Diminution of falsely elevated tumour markers following immunosuppression for systemic lupus erythematosus with neurological involvement.

作者信息

Bevan Jonathan, Richardson Michael

机构信息

Department of Rheumatology, Jersey General Hospital, Saint Helier, Jersey.

出版信息

BMJ Case Rep. 2016 Apr 5;2016:bcr2016214549. doi: 10.1136/bcr-2016-214549.

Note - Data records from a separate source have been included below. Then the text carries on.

use std::fmt::Write as _;

use crate::{
    elements::{arrow::ArrowChannels, cloud::CloudConfig, moon::MoonConfig, star::StarConfig},
    eval::frame::{Channels, ElementFrame, Frame},
    foundation::core::{Line, Point, Viewport},
    foundation::error::{NightscrollError, NightscrollResult},
    scene::{
        config::{ElementConfig, SceneConfig},
        layer::{Layer, LayerStyle},
    },
    shape::outline::{
        ARROW_HEAD_LEFT, ARROW_HEAD_RIGHT, ARROW_SHAFT, ARROW_VIEW_BOX, CLOUD_VIEW_BOX,
        cloud_outline, trim_line,
    },
};

/// Render `frame` as a standalone SVG document sized to `viewport`.
///
/// The page is black; every element is positioned from its resolved frame values, so the output
/// is a pure function of `(scene, frame, viewport)`.
#[tracing::instrument(level = "debug", skip_all, fields(elements = frame.elements.len()))]
pub fn frame_to_svg(
    scene: &SceneConfig,
    frame: &Frame,
    viewport: Viewport,
) -> NightscrollResult<String> {
    if !(viewport.width.is_finite() && viewport.height.is_finite())
        || viewport.width <= 0.0
        || viewport.height <= 0.0
    {
        return Err(NightscrollError::render(format!(
            "viewport must be positive, got {}x{}",
            viewport.width, viewport.height
        )));
    }

    let (w, h) = (viewport.width, viewport.height);
    let mut out = String::with_capacity(4096);
    let _ = writeln!(
        out,
        r#"<svg xmlns="http://www.w3.org/2000/svg" width="{w}" height="{h}" viewBox="0 0 {w} {h}">"#
    );
    let arrow_layer = scene
        .elements
        .iter()
        .find(|el| matches!(el, ElementConfig::Arrow(_)))
        .map(ElementConfig::layer);
    write_glow_filters(&mut out, arrow_layer);
    let _ = writeln!(out, r#"<rect x="0" y="0" width="{w}" height="{h}" fill="black"/>"#);

    for el in &frame.elements {
        let config = scene.elements.get(el.id.0).ok_or_else(|| {
            NightscrollError::render(format!("frame element {} is not in the scene", el.id.0))
        })?;
        match (config, &el.channels) {
            (ElementConfig::Arrow(_), Channels::Arrow(ch)) => {
                write_arrow(&mut out, el, ch, viewport)
            }
            (ElementConfig::Star(star), Channels::Star(_)) => {
                write_star(&mut out, el, star, viewport)?
            }
            (ElementConfig::Moon(moon), Channels::Moon(ch)) => {
                write_moon(&mut out, el, moon, ch.stroke_opacity, viewport)
            }
            (ElementConfig::Cloud(cloud), Channels::Cloud(ch)) => {
                write_cloud(&mut out, el, cloud, ch.stroke_opacity, viewport)
            }
            _ => {
                return Err(NightscrollError::render(format!(
                    "frame element {} does not match its configured kind",
                    el.id.0
                )));
            }
        }
    }

    out.push_str("</svg>\n");
    Ok(out)
}

fn glow_id(layer: Layer) -> &'static str {
    match layer {
        Layer::Background => "glow-background",
        Layer::Midground => "glow-midground",
        Layer::Foreground => "glow-foreground",
    }
}

// Bounding-box filter regions collapse on a straight vertical stroke, so the arrow group gets a
// user-space region covering its whole view box.
const ARROW_GLOW_ID: &str = "glow-arrow";

fn write_glow_filters(out: &mut String, arrow_layer: Option<Layer>) {
    const MERGE: &str = r#"<feMerge><feMergeNode in="blur"/><feMergeNode in="SourceGraphic"/></feMerge>"#;
    out.push_str("<defs>\n");
    for layer in [Layer::Background, Layer::Midground, Layer::Foreground] {
        let shadow = layer.style().shadow;
        if shadow <= 0.0 {
            continue;
        }
        let _ = writeln!(
            out,
            r#"<filter id="{}" x="-50%" y="-50%" width="200%" height="200%"><feGaussianBlur in="SourceGraphic" stdDeviation="{:.3}" result="blur"/>{MERGE}</filter>"#,
            glow_id(layer),
            shadow / 2.0
        );
    }
    if let Some(layer) = arrow_layer
        && layer.style().shadow > 0.0
    {
        let (vw, vh) = ARROW_VIEW_BOX;
        let _ = writeln!(
            out,
            r#"<filter id="{ARROW_GLOW_ID}" filterUnits="userSpaceOnUse" x="-20" y="-20" width="{}" height="{}"><feGaussianBlur in="SourceGraphic" stdDeviation="{:.3}" result="blur"/>{MERGE}</filter>"#,
            vw + 40.0,
            vh + 40.0,
            layer.style().shadow / 2.0
        );
    }
    out.push_str("</defs>\n");
}

fn stroke_attrs(style: &LayerStyle, filter_id: &str) -> String {
    let mut s = format!(
        r#"stroke="{}" stroke-width="{:.3}""#,
        style.color.css(),
        style.stroke_width
    );
    if style.shadow > 0.0 {
        let _ = write!(s, r#" filter="url(#{filter_id})""#);
    }
    s
}

fn write_arrow(out: &mut String, el: &ElementFrame, ch: &ArrowChannels, viewport: Viewport) {
    let pos = el.position(viewport);
    let (vw, vh) = ARROW_VIEW_BOX;
    let _ = writeln!(
        out,
        r#"<g transform="translate({:.3} {:.3})" fill="none" stroke-linecap="round" {}>"#,
        pos.x - vw / 2.0,
        pos.y - vh / 2.0,
        stroke_attrs(&el.style, ARROW_GLOW_ID)
    );
    for (line, fraction) in [
        (ARROW_SHAFT, ch.shaft),
        (ARROW_HEAD_LEFT, ch.head_left),
        (ARROW_HEAD_RIGHT, ch.head_right),
    ] {
        if fraction <= 0.0 {
            continue;
        }
        write_line(out, trim_line(line, fraction));
    }
    out.push_str("</g>\n");
}

fn write_line(out: &mut String, line: Line) {
    let _ = writeln!(
        out,
        r#"<line x1="{:.3}" y1="{:.3}" x2="{:.3}" y2="{:.3}"/>"#,
        line.p0.x, line.p0.y, line.p1.x, line.p1.y
    );
}

fn write_star(
    out: &mut String,
    el: &ElementFrame,
    star: &StarConfig,
    viewport: Viewport,
) -> NightscrollResult<()> {
    if el.opacity <= 0.0 {
        return Ok(());
    }
    let pos = el.position(viewport);
    let path = star.path()?;
    let c = path.center();
    let _ = writeln!(
        out,
        r#"<path d="{}" transform="translate({:.3} {:.3}) scale({:.4}) translate({:.3} {:.3})" fill="none" stroke-linejoin="round" opacity="{:.4}" {}/>"#,
        path.to_svg_d(),
        pos.x,
        pos.y,
        el.scale,
        -c.x,
        -c.y,
        el.opacity,
        stroke_attrs(&el.style, glow_id(el.layer))
    );
    Ok(())
}

fn write_moon(
    out: &mut String,
    el: &ElementFrame,
    moon: &MoonConfig,
    stroke_opacity: f64,
    viewport: Viewport,
) {
    let pos = el.position(viewport);
    let _ = writeln!(
        out,
        r#"<circle cx="{:.3}" cy="{:.3}" r="{:.3}" fill="black" stroke-opacity="{:.4}" {}/>"#,
        pos.x,
        pos.y,
        moon.radius(),
        stroke_opacity,
        stroke_attrs(&el.style, glow_id(el.layer))
    );
}

/// Uniform scale of the cloud outline inside its box, centered; `right_mid` is the box's
/// right-edge midpoint.
fn cloud_placement(cloud: &CloudConfig, right_mid: Point, viewport: Viewport) -> (Point, f64) {
    let box_w = cloud.box_width(viewport);
    let (ow, oh) = CLOUD_VIEW_BOX;
    let scale = (box_w / ow).min(cloud.height / oh);
    let origin = Point::new(
        right_mid.x - box_w + (box_w - ow * scale) / 2.0,
        right_mid.y - cloud.height / 2.0 + (cloud.height - oh * scale) / 2.0,
    );
    (origin, scale)
}

fn write_cloud(
    out: &mut String,
    el: &ElementFrame,
    cloud: &CloudConfig,
    stroke_opacity: f64,
    viewport: Viewport,
) {
    let (origin, scale) = cloud_placement(cloud, el.position(viewport), viewport);
    let _ = writeln!(
        out,
        r#"<path d="{}" transform="translate({:.3} {:.3}) scale({:.4})" fill="black" stroke-opacity="{:.4}" {}/>"#,
        cloud_outline().to_svg(),
        origin.x,
        origin.y,
        scale,
        stroke_opacity,
        stroke_attrs(&el.style, glow_id(el.layer))
    );
}

#[cfg(test)]
#[path = "../../tests/unit/render/svg.rs"]
mod tests;
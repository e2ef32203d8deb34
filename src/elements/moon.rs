use crate::{
    animation::{ease::Ease, window::ActivationWindow},
    foundation::core::{Progress, Vec2},
    foundation::error::{NightscrollError, NightscrollResult},
    scene::layer::Layer,
    shape::outline::moon_radius,
};

/// Outlined, black-filled moon that rises slowly into the upper-left third of the viewport.
#[derive(Clone, Debug, PartialEq, serde::Serialize, serde::Deserialize)]
pub struct MoonConfig {
    /// Final center position in viewport percent.
    pub position: Vec2,
    /// Diameter in pixels.
    pub size: f64,
    /// Rise and stroke fade window.
    pub rise_window: ActivationWindow,
    /// Initial downward displacement in pixels.
    pub rise: f64,
    /// Rise easing.
    pub ease: Ease,
    /// Visual tier.
    pub layer: Layer,
}

/// Scroll-driven channels of the moon.
#[derive(Clone, Copy, Debug, PartialEq, serde::Serialize)]
pub struct MoonChannels {
    /// Stroke opacity; the black fill stays opaque.
    pub stroke_opacity: f64,
    /// Displacement below the final position, in pixels.
    pub rise: f64,
    /// Parallax offset in pixels.
    pub parallax: f64,
}

impl MoonConfig {
    /// Circle radius inside the `size x size` view box.
    pub fn radius(&self) -> f64 {
        moon_radius(self.size)
    }

    /// Validate geometry and easing.
    pub fn validate(&self) -> NightscrollResult<()> {
        if !(self.size.is_finite() && self.size > 2.0) {
            return Err(NightscrollError::validation("moon size must be > 2 px"));
        }
        if !(self.position.x.is_finite() && self.position.y.is_finite()) {
            return Err(NightscrollError::validation("moon position must be finite"));
        }
        if !self.rise.is_finite() {
            return Err(NightscrollError::validation("moon rise must be finite"));
        }
        self.ease.validate()
    }

    /// Channel values at `progress`.
    pub fn channels(&self, progress: Progress) -> MoonChannels {
        let t = self.rise_window.interpolate(progress, self.ease);
        MoonChannels {
            stroke_opacity: t,
            rise: self.rise * (1.0 - t),
            parallax: -self.layer.style().parallax * progress.get(),
        }
    }
}

#[cfg(test)]
#[path = "../../tests/unit/elements/moon.rs"]
mod tests;
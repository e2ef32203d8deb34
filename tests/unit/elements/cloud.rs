use super::*;

fn cloud() -> CloudConfig {
    CloudConfig {
        right: -10.0,
        top: 38.0,
        width_vw: 110.0,
        height: 170.0,
        slide: ActivationWindow::new(0.28, 0.48).unwrap(),
        fade: ActivationWindow::new(0.28, 0.31).unwrap(),
        start_x: 1400.0,
        end_x: -2400.0,
        ease: Ease::Sinusoidal,
        layer: Layer::Midground,
    }
}

#[test]
fn slides_from_right_to_left() {
    let c = cloud();
    assert_eq!(c.channels(Progress::new(0.1)).slide, 1400.0);
    assert_eq!(c.channels(Progress::new(0.48)).slide, -2400.0);
    let mid = c.channels(Progress::new(0.38)).slide;
    assert!((mid - -500.0).abs() < 1e-6);
}

#[test]
fn stroke_fades_in_quickly_while_slide_continues() {
    let c = cloud();
    let at = c.channels(Progress::new(0.31));
    assert_eq!(at.stroke_opacity, 1.0);
    assert!(at.slide < 1400.0);
    assert!(at.slide > -2400.0);
}

#[test]
fn box_hangs_past_the_right_edge() {
    let c = cloud();
    let vp = Viewport::new(1000.0, 800.0);
    assert_eq!(c.box_width(vp), 1100.0);
    let origin = c.box_origin(vp);
    assert_eq!(origin.x, 0.0);
    assert!((origin.y - (304.0 - 85.0)).abs() < 1e-9);
}

#[test]
fn validation_rejects_empty_box() {
    let mut c = cloud();
    c.height = 0.0;
    assert!(c.validate().is_err());
    assert!(cloud().validate().is_ok());
}
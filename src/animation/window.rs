use crate::{
    animation::ease::Ease,
    foundation::core::{Progress, Vec2},
    foundation::error::{NightscrollError, NightscrollResult},
};

/// Interpolation contract for channel value types.
pub trait Lerp: Sized {
    /// Interpolate from `a` to `b` with normalized factor `t` in `[0, 1]`.
    fn lerp(a: &Self, b: &Self, t: f64) -> Self;
}

impl Lerp for f64 {
    fn lerp(a: &Self, b: &Self, t: f64) -> Self {
        a + (b - a) * t
    }
}

impl Lerp for Vec2 {
    fn lerp(a: &Self, b: &Self, t: f64) -> Self {
        Vec2::new(a.x + (b.x - a.x) * t, a.y + (b.y - a.y) * t)
    }
}

/// Progress interval `[start, end]` over which a channel moves from rest to settled.
///
/// Always satisfies `0 <= start < end <= 1`; the only constructors validate.
#[derive(Clone, Copy, Debug, PartialEq, serde::Serialize, serde::Deserialize)]
#[serde(try_from = "[f64; 2]", into = "[f64; 2]")]
pub struct ActivationWindow {
    start: f64,
    end: f64,
}

impl ActivationWindow {
    /// Create a validated window.
    pub fn new(start: f64, end: f64) -> NightscrollResult<Self> {
        let finite = start.is_finite() && end.is_finite();
        if !finite || start < 0.0 || end > 1.0 || end <= start {
            return Err(NightscrollError::invalid_window(start, end));
        }
        Ok(Self { start, end })
    }

    /// Window for built-in tables; evaluated in a `const` item, a bad pair fails the build.
    pub const fn new_const(start: f64, end: f64) -> Self {
        assert!(
            start >= 0.0 && end <= 1.0 && end > start,
            "activation window must satisfy 0 <= start < end <= 1"
        );
        Self { start, end }
    }

    /// Inclusive window start.
    pub fn start(self) -> f64 {
        self.start
    }

    /// Inclusive window end.
    pub fn end(self) -> f64 {
        self.end
    }

    /// Window width in progress units.
    pub fn span(self) -> f64 {
        self.end - self.start
    }

    /// `true` when the two windows share more than a boundary point.
    pub fn overlaps(self, other: Self) -> bool {
        self.start < other.end && other.start < self.end
    }

    /// Eased position of `progress` inside the window: `0` at or before `start`, `1` at or after
    /// `end`.
    pub fn interpolate(self, progress: Progress, ease: Ease) -> f64 {
        let p = progress.get();
        if p <= self.start {
            return 0.0;
        }
        if p >= self.end {
            return 1.0;
        }
        ease.apply((p - self.start) / (self.end - self.start))
    }

    /// Interpolate and map the result affinely into `[from, to]`.
    pub fn map<T: Lerp>(self, progress: Progress, ease: Ease, from: T, to: T) -> T {
        let t = self.interpolate(progress, ease);
        T::lerp(&from, &to, t)
    }

    /// Where `progress` sits relative to this window.
    pub fn phase(self, progress: Progress) -> WindowPhase {
        let p = progress.get();
        if p <= self.start {
            WindowPhase::Before
        } else if p >= self.end {
            WindowPhase::After
        } else {
            WindowPhase::Inside
        }
    }

    /// Merge windows into the sorted, disjoint `(start, end)` spans they cover.
    ///
    /// Windows that touch at a boundary merge into one span.
    pub fn union(windows: &[Self]) -> Vec<(f64, f64)> {
        let mut sorted: Vec<Self> = windows.to_vec();
        sorted.sort_by(|a, b| a.start.total_cmp(&b.start));

        let mut spans: Vec<(f64, f64)> = Vec::with_capacity(sorted.len());
        for w in sorted {
            match spans.last_mut() {
                Some(last) if w.start <= last.1 => last.1 = last.1.max(w.end),
                _ => spans.push((w.start, w.end)),
            }
        }
        spans
    }
}

impl TryFrom<[f64; 2]> for ActivationWindow {
    type Error = NightscrollError;

    fn try_from([start, end]: [f64; 2]) -> Result<Self, Self::Error> {
        Self::new(start, end)
    }
}

impl From<ActivationWindow> for [f64; 2] {
    fn from(w: ActivationWindow) -> Self {
        [w.start, w.end]
    }
}

/// Position of a progress sample relative to a window.
#[derive(Clone, Copy, Debug, PartialEq, Eq)]
pub enum WindowPhase {
    /// `progress <= start`.
    Before,
    /// `start < progress < end`.
    Inside,
    /// `progress >= end`.
    After,
}

/// Free-standing windowed interpolation over raw bounds.
///
/// Fails with [`NightscrollError::InvalidWindow`] unless `end > start`. Progress is clamped into
/// `[0, 1]` first; bounds outside `[0, 1]` are accepted here so callers can express windows on a
/// wider axis.
pub fn interpolate(progress: f64, start: f64, end: f64, ease: Ease) -> NightscrollResult<f64> {
    if !(start.is_finite() && end.is_finite()) || end <= start {
        return Err(NightscrollError::invalid_window(start, end));
    }
    let p = Progress::new(progress).get();
    if p <= start {
        return Ok(0.0);
    }
    if p >= end {
        return Ok(1.0);
    }
    Ok(ease.apply((p - start) / (end - start)))
}

/// Piecewise-linear mapping through `(input, output)` stops sorted by input.
///
/// Clamps to the first/last output outside the stop range. Used for multi-stop scroll rules such
/// as the arrow exit (`[0, 0.13, 1] -> [0, 800, 800]`).
pub fn piecewise(progress: Progress, stops: &[(f64, f64)]) -> NightscrollResult<f64> {
    let Some(&(first_in, first_out)) = stops.first() else {
        return Err(NightscrollError::animation("piecewise mapping needs at least one stop"));
    };
    if !stops.windows(2).all(|w| w[0].0 < w[1].0) {
        return Err(NightscrollError::animation(
            "piecewise stops must be strictly increasing",
        ));
    }

    let p = progress.get();
    if p <= first_in {
        return Ok(first_out);
    }
    for w in stops.windows(2) {
        let (a_in, a_out) = w[0];
        let (b_in, b_out) = w[1];
        if p < b_in {
            let t = interpolate(p, a_in, b_in, Ease::Linear)?;
            return Ok(<f64 as Lerp>::lerp(&a_out, &b_out, t));
        }
    }
    Ok(stops[stops.len() - 1].1)
}

#[cfg(test)]
#[path = "../../tests/unit/animation/window.rs"]
mod tests;
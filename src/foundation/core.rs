pub use kurbo::{BezPath, Line, Point, Vec2};

/// Normalized scroll progress, always inside `[0, 1]`.
///
/// Every constructor clamps, so downstream channel math never extrapolates. Non-finite input
/// (NaN) maps to `0.0`.
#[derive(Clone, Copy, Debug, Default, PartialEq, PartialOrd, serde::Serialize)]
#[serde(transparent)]
pub struct Progress(f64);

impl Progress {
    /// Start of the timeline.
    pub const START: Self = Self(0.0);
    /// End of the timeline.
    pub const END: Self = Self(1.0);

    /// Clamp a raw host value into `[0, 1]`.
    pub fn new(raw: f64) -> Self {
        if raw.is_nan() {
            return Self::START;
        }
        Self(raw.clamp(0.0, 1.0))
    }

    /// Raw scalar value.
    pub fn get(self) -> f64 {
        self.0
    }
}

impl From<f64> for Progress {
    fn from(raw: f64) -> Self {
        Self::new(raw)
    }
}

impl<'de> serde::Deserialize<'de> for Progress {
    fn deserialize<D: serde::Deserializer<'de>>(d: D) -> Result<Self, D::Error> {
        f64::deserialize(d).map(Self::new)
    }
}

/// Straight-alpha RGB8 stroke color.
#[derive(Clone, Copy, Debug, PartialEq, Eq, Hash, serde::Serialize, serde::Deserialize)]
pub struct Rgb8 {
    /// Red channel.
    pub r: u8,
    /// Green channel.
    pub g: u8,
    /// Blue channel.
    pub b: u8,
}

impl Rgb8 {
    /// Build a color from its channels.
    pub const fn new(r: u8, g: u8, b: u8) -> Self {
        Self { r, g, b }
    }

    /// Opaque white.
    pub const WHITE: Self = Self::new(255, 255, 255);

    /// CSS `rgb(r, g, b)` form.
    pub fn css(self) -> String {
        format!("rgb({}, {}, {})", self.r, self.g, self.b)
    }
}

/// Host viewport dimensions in CSS pixels.
#[derive(Clone, Copy, Debug, PartialEq, serde::Serialize, serde::Deserialize)]
pub struct Viewport {
    /// Width in pixels.
    pub width: f64,
    /// Height in pixels.
    pub height: f64,
}

impl Viewport {
    /// Create a viewport.
    pub const fn new(width: f64, height: f64) -> Self {
        Self { width, height }
    }

    /// Resolve a percentage coordinate (`x%`, `y%`) into pixels.
    pub fn point_at_percent(self, percent: Vec2) -> Point {
        Point::new(
            self.width * percent.x / 100.0,
            self.height * percent.y / 100.0,
        )
    }

    /// Width in whole pixels (at least 1).
    pub fn width_px(self) -> u32 {
        self.width.round().max(1.0) as u32
    }

    /// Height in whole pixels (at least 1).
    pub fn height_px(self) -> u32 {
        self.height.round().max(1.0) as u32
    }
}

impl Default for Viewport {
    fn default() -> Self {
        Self::new(1280.0, 800.0)
    }
}

#[cfg(test)]
#[path = "../../tests/unit/foundation/core.rs"]
mod tests;
use super::*;
use crate::eval::frame::{Channels, ElementFrame, ElementPhase};
use crate::foundation::core::Vec2;
use crate::runtime::scroll::HeadlessHost;

const ARROW: ElementId = ElementId(0);
const FIRST_STAR: ElementId = ElementId(1);

fn ms(v: u64) -> Duration {
    Duration::from_millis(v)
}

fn started() -> Timeline {
    let mut tl = Timeline::new(SceneConfig::default()).unwrap();
    tl.begin_session(&mut HeadlessHost::default());
    tl
}

fn element(tl: &Timeline, id: ElementId) -> ElementFrame {
    *tl.frame().unwrap().element(id).unwrap()
}

fn arrow_strokes(tl: &Timeline) -> (f64, f64, f64) {
    match element(tl, ARROW).channels {
        Channels::Arrow(a) => (a.shaft, a.head_left, a.head_right),
        other => panic!("expected arrow channels, got {other:?}"),
    }
}

#[test]
fn nothing_is_mounted_before_a_session() {
    let tl = Timeline::new(SceneConfig::default()).unwrap();
    assert!(tl.frame().unwrap().elements.is_empty());
    assert_eq!(tl.generation(), 0);
    assert!(!tl.is_mounted(ARROW));
}

#[test]
fn new_rejects_invalid_scenes() {
    let mut scene = SceneConfig::default();
    scene.scroll.spacer_vh = 50.0;
    assert!(Timeline::new(scene).is_err());
}

#[test]
fn session_start_resets_host_and_schedules_arrow_stages() {
    let mut tl = Timeline::new(SceneConfig::default()).unwrap();
    tl.set_progress(0.7);
    let mut host = HeadlessHost {
        offset_px: 4000.0,
        ..HeadlessHost::default()
    };
    tl.begin_session(&mut host);

    assert!(host.restoration_disabled);
    assert_eq!(host.offset_px, 0.0);
    assert_eq!(tl.progress(), Progress::START);
    assert_eq!(tl.now(), Duration::ZERO);
    assert_eq!(tl.scheduler().pending(), 3);
    assert_eq!(tl.scheduler().next_due(), Some(ms(1000)));
    assert_eq!(tl.frame().unwrap().elements.len(), 14);
}

#[test]
fn arrow_draws_in_on_schedule() {
    let mut tl = started();
    assert_eq!(arrow_strokes(&tl), (0.0, 0.0, 0.0));
    assert_eq!(element(&tl, ARROW).phase, ElementPhase::Pending);

    assert_eq!(tl.advance(ms(1000)), 1);
    assert_eq!(arrow_strokes(&tl).0, 0.0);
    assert_eq!(element(&tl, ARROW).phase, ElementPhase::Entering);

    tl.advance(ms(2800));
    assert_eq!(arrow_strokes(&tl).0, 1.0);

    assert_eq!(tl.advance(ms(3900)), 2);
    assert_eq!(arrow_strokes(&tl), (1.0, 1.0, 1.0));
    assert_eq!(element(&tl, ARROW).phase, ElementPhase::Settled);
    assert_eq!(tl.scheduler().pending(), 0);
}

#[test]
fn coarse_ticks_record_the_scheduled_start() {
    let mut fine = started();
    let mut coarse = started();
    let at = |step: u32| Duration::from_secs_f64(f64::from(step) / 60.0);
    for step in 1..=186 {
        fine.advance(at(step));
    }
    coarse.advance(at(186));
    assert_eq!(arrow_strokes(&fine), arrow_strokes(&coarse));
}

#[test]
fn clock_never_runs_backwards() {
    let mut tl = started();
    tl.advance(ms(2000));
    assert_eq!(tl.advance(ms(500)), 0);
    assert_eq!(tl.now(), ms(2000));
}

#[test]
fn progress_samples_are_clamped() {
    let mut tl = started();
    assert_eq!(tl.set_progress(3.0), Progress::END);
    assert_eq!(tl.set_progress(-1.0), Progress::START);
    assert_eq!(tl.on_scroll(3200.0, 800.0).get(), 0.5);
}

#[test]
fn drift_waits_for_the_entrance_latch() {
    let mut tl = started();
    tl.set_progress(0.1);
    tl.advance(ms(10_000));
    assert!(!tl.entrance_complete(FIRST_STAR));
    assert_eq!(element(&tl, FIRST_STAR).drift, Vec2::ZERO);

    tl.set_progress(0.24);
    assert!(!tl.entrance_complete(FIRST_STAR));

    tl.set_progress(0.249);
    assert!(tl.entrance_complete(FIRST_STAR));
    tl.advance(ms(12_000));
    let star = element(&tl, FIRST_STAR);
    assert_ne!(star.drift, Vec2::ZERO);
    assert_eq!(star.phase, ElementPhase::Entering);

    tl.set_progress(0.5);
    assert_eq!(element(&tl, FIRST_STAR).phase, ElementPhase::Ambient);
}

#[test]
fn drift_survives_scrolling_back_above_the_window() {
    let mut tl = started();
    tl.set_progress(0.3);
    tl.advance(ms(1000));
    let before = element(&tl, FIRST_STAR).drift;

    tl.set_progress(0.05);
    tl.advance(ms(2500));
    let star = element(&tl, FIRST_STAR);
    assert!(tl.entrance_complete(FIRST_STAR));
    assert_eq!(star.opacity, 0.0);
    assert_eq!(star.phase, ElementPhase::Pending);
    assert_ne!(star.drift, Vec2::ZERO);
    assert_ne!(star.drift, before);
}

#[test]
fn unmount_cancels_timers_and_discards_late_callbacks() {
    let mut tl = started();
    let pending: Vec<ScheduledTask> = tl.scheduler().tasks().to_vec();
    assert_eq!(pending.len(), 3);

    assert!(tl.unmount(ARROW));
    assert!(!tl.unmount(ARROW));
    assert_eq!(tl.scheduler().pending(), 0);
    assert!(!tl.is_mounted(ARROW));
    assert!(tl.frame().unwrap().element(ARROW).is_none());

    for task in pending {
        assert!(!tl.fire(task));
    }
    assert_eq!(tl.advance(ms(5000)), 0);
}

#[test]
fn callbacks_from_an_earlier_session_are_ignored() {
    let mut tl = started();
    let old = tl.scheduler().tasks()[0];
    tl.begin_session(&mut HeadlessHost::default());

    assert!(!tl.fire(old));
    assert_eq!(element(&tl, ARROW).phase, ElementPhase::Pending);
    assert_eq!(tl.generation(), 2);
}

#[test]
fn shutdown_stops_every_oscillator() {
    let mut tl = started();
    tl.set_progress(1.0);
    tl.advance(ms(1500));
    assert!(tl.entrance_complete(FIRST_STAR));

    assert_eq!(tl.shutdown(), 14);
    assert!(tl.frame().unwrap().elements.is_empty());
    assert!(!tl.entrance_complete(FIRST_STAR));
    assert_eq!(tl.shutdown(), 0);
}

#[test]
fn frame_at_does_not_store_the_sample() {
    let mut tl = started();
    tl.set_progress(0.1);
    let peek = tl.frame_at(Progress::END).unwrap();
    assert_eq!(peek.progress, Progress::END);
    assert_eq!(tl.progress().get(), 0.1);
    assert!(!tl.entrance_complete(FIRST_STAR));
}

#[test]
fn frame_is_painted_back_to_front() {
    let tl = started();
    let frame = tl.frame().unwrap();
    let order: Vec<(i32, ElementId)> = frame.elements.iter().map(|e| (e.z, e.id)).collect();
    let mut sorted = order.clone();
    sorted.sort();
    assert_eq!(order, sorted);
}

DOI:10.1136/bcr-2016-214549
PMID:27048397
原文链接:https://pmc.ncbi.nlm.nih.gov/articles/PMC4840743/
Abstract

We describe the case of a patient with a long history of undifferentiated connective tissue disease who developed headache, ataxia and orofacial dyskinesia attributed to a diagnosis of systemic lupus erythematosus (SLE). Gross elevation of the concentration of several plasma tumour markers (CEA, CA-125, CA19-9, CA15-3) was detected in the absence of malignancy. These markers fell significantly within a month of starting immunosuppressive therapy alongside clinical improvement. Caution should be taken in the interpretation of plasma tumour markers in patients with connective tissue disease.

摘要

我们描述了一例有长期未分化结缔组织病病史的患者,该患者出现头痛、共济失调和口面部运动障碍,诊断为系统性红斑狼疮(SLE)。在无恶性肿瘤的情况下,检测到几种血浆肿瘤标志物(癌胚抗原、CA-125、CA19-9、CA15-3)浓度显著升高。在开始免疫抑制治疗并伴有临床改善的一个月内,这些标志物显著下降。对于结缔组织病患者血浆肿瘤标志物的解读应谨慎。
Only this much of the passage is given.